Collected data entries →

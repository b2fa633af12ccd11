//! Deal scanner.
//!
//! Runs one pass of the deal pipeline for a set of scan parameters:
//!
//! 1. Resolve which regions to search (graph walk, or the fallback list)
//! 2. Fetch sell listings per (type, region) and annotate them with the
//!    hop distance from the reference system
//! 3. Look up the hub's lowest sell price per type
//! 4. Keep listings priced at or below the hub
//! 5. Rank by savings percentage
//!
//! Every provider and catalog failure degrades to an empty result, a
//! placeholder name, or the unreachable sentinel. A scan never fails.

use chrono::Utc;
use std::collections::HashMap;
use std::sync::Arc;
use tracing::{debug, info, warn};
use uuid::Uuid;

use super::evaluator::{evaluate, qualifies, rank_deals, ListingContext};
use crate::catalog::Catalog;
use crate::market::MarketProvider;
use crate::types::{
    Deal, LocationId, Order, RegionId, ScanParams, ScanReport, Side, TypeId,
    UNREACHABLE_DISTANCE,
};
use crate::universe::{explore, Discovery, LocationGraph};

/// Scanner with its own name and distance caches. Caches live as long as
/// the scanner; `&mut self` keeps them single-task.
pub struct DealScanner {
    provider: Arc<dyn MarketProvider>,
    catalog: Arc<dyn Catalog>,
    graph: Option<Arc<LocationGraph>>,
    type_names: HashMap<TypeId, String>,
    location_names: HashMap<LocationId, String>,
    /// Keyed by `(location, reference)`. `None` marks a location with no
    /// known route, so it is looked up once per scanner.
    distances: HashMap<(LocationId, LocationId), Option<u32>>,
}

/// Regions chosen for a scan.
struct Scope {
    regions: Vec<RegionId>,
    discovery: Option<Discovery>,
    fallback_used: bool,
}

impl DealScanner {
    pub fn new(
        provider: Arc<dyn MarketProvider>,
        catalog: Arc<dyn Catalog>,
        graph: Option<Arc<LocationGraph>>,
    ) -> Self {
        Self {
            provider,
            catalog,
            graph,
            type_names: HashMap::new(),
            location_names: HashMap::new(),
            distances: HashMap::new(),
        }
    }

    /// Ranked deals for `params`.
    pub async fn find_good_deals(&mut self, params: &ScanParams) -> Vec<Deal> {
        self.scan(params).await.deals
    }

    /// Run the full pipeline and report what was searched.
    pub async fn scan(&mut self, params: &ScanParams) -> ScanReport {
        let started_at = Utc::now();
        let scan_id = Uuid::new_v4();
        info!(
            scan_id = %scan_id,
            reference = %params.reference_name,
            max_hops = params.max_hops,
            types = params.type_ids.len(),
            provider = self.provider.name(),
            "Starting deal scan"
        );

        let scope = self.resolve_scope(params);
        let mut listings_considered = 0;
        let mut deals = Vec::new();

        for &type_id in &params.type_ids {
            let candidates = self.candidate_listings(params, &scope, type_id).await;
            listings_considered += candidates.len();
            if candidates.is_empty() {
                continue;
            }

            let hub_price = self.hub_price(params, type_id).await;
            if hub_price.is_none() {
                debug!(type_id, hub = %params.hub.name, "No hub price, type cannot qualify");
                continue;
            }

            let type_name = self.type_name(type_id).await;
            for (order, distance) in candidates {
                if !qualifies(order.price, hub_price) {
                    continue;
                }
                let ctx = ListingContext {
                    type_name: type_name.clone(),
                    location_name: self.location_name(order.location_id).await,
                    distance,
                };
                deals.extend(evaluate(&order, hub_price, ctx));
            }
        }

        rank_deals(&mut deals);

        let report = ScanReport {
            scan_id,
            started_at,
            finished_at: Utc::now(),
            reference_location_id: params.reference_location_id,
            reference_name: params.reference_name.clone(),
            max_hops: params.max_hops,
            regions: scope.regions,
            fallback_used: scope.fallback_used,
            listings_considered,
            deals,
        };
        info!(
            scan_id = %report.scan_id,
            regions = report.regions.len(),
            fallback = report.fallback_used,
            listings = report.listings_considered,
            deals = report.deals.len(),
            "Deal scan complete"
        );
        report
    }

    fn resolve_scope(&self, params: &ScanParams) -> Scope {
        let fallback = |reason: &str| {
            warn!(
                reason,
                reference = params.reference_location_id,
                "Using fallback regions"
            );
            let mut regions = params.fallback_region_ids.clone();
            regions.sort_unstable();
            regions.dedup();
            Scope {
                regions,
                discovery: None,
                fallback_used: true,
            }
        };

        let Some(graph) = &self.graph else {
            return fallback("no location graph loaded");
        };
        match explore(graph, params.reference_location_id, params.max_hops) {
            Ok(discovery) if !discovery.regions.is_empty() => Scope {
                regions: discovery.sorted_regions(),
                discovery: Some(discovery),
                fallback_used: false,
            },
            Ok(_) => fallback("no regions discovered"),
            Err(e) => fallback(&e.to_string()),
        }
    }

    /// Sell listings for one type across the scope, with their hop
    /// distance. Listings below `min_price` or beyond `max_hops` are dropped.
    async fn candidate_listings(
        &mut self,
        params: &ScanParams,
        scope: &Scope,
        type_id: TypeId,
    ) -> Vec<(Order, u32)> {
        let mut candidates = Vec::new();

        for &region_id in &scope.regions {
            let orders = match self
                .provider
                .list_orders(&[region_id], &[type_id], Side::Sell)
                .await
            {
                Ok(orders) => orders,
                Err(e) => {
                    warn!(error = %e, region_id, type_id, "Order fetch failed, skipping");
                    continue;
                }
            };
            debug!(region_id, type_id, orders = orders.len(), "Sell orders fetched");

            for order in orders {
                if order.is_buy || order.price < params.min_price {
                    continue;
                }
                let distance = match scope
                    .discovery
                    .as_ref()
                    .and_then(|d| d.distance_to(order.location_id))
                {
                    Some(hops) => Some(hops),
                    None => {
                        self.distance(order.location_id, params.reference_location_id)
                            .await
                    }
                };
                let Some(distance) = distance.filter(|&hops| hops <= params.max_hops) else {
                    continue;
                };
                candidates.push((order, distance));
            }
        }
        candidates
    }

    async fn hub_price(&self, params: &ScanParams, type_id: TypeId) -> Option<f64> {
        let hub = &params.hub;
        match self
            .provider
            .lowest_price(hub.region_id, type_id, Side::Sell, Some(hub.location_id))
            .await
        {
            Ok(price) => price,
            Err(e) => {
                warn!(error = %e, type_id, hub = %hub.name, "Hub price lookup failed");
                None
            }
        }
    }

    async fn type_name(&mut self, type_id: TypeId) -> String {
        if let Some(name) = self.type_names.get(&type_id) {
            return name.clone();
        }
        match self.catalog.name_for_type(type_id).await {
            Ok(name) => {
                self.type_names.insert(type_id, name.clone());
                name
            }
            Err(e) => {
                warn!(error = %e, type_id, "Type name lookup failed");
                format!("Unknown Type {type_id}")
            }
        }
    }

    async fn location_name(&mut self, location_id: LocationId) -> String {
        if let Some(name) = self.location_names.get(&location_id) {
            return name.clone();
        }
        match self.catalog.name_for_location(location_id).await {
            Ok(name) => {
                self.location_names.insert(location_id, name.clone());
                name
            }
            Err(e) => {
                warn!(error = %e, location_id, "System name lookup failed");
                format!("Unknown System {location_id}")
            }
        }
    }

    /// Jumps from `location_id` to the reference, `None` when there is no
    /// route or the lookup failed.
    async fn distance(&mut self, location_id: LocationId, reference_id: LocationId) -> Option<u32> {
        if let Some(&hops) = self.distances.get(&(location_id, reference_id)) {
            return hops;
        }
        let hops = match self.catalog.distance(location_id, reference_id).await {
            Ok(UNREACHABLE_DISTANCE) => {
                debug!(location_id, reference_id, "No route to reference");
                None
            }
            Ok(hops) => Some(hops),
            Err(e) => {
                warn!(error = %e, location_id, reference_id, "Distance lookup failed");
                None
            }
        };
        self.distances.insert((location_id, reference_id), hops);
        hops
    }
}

WORK TASK →
Working through the entries line by line, count those containing "LocationGraph" and report only the number.

OUTPUT FOR THIS EXERCISE →
3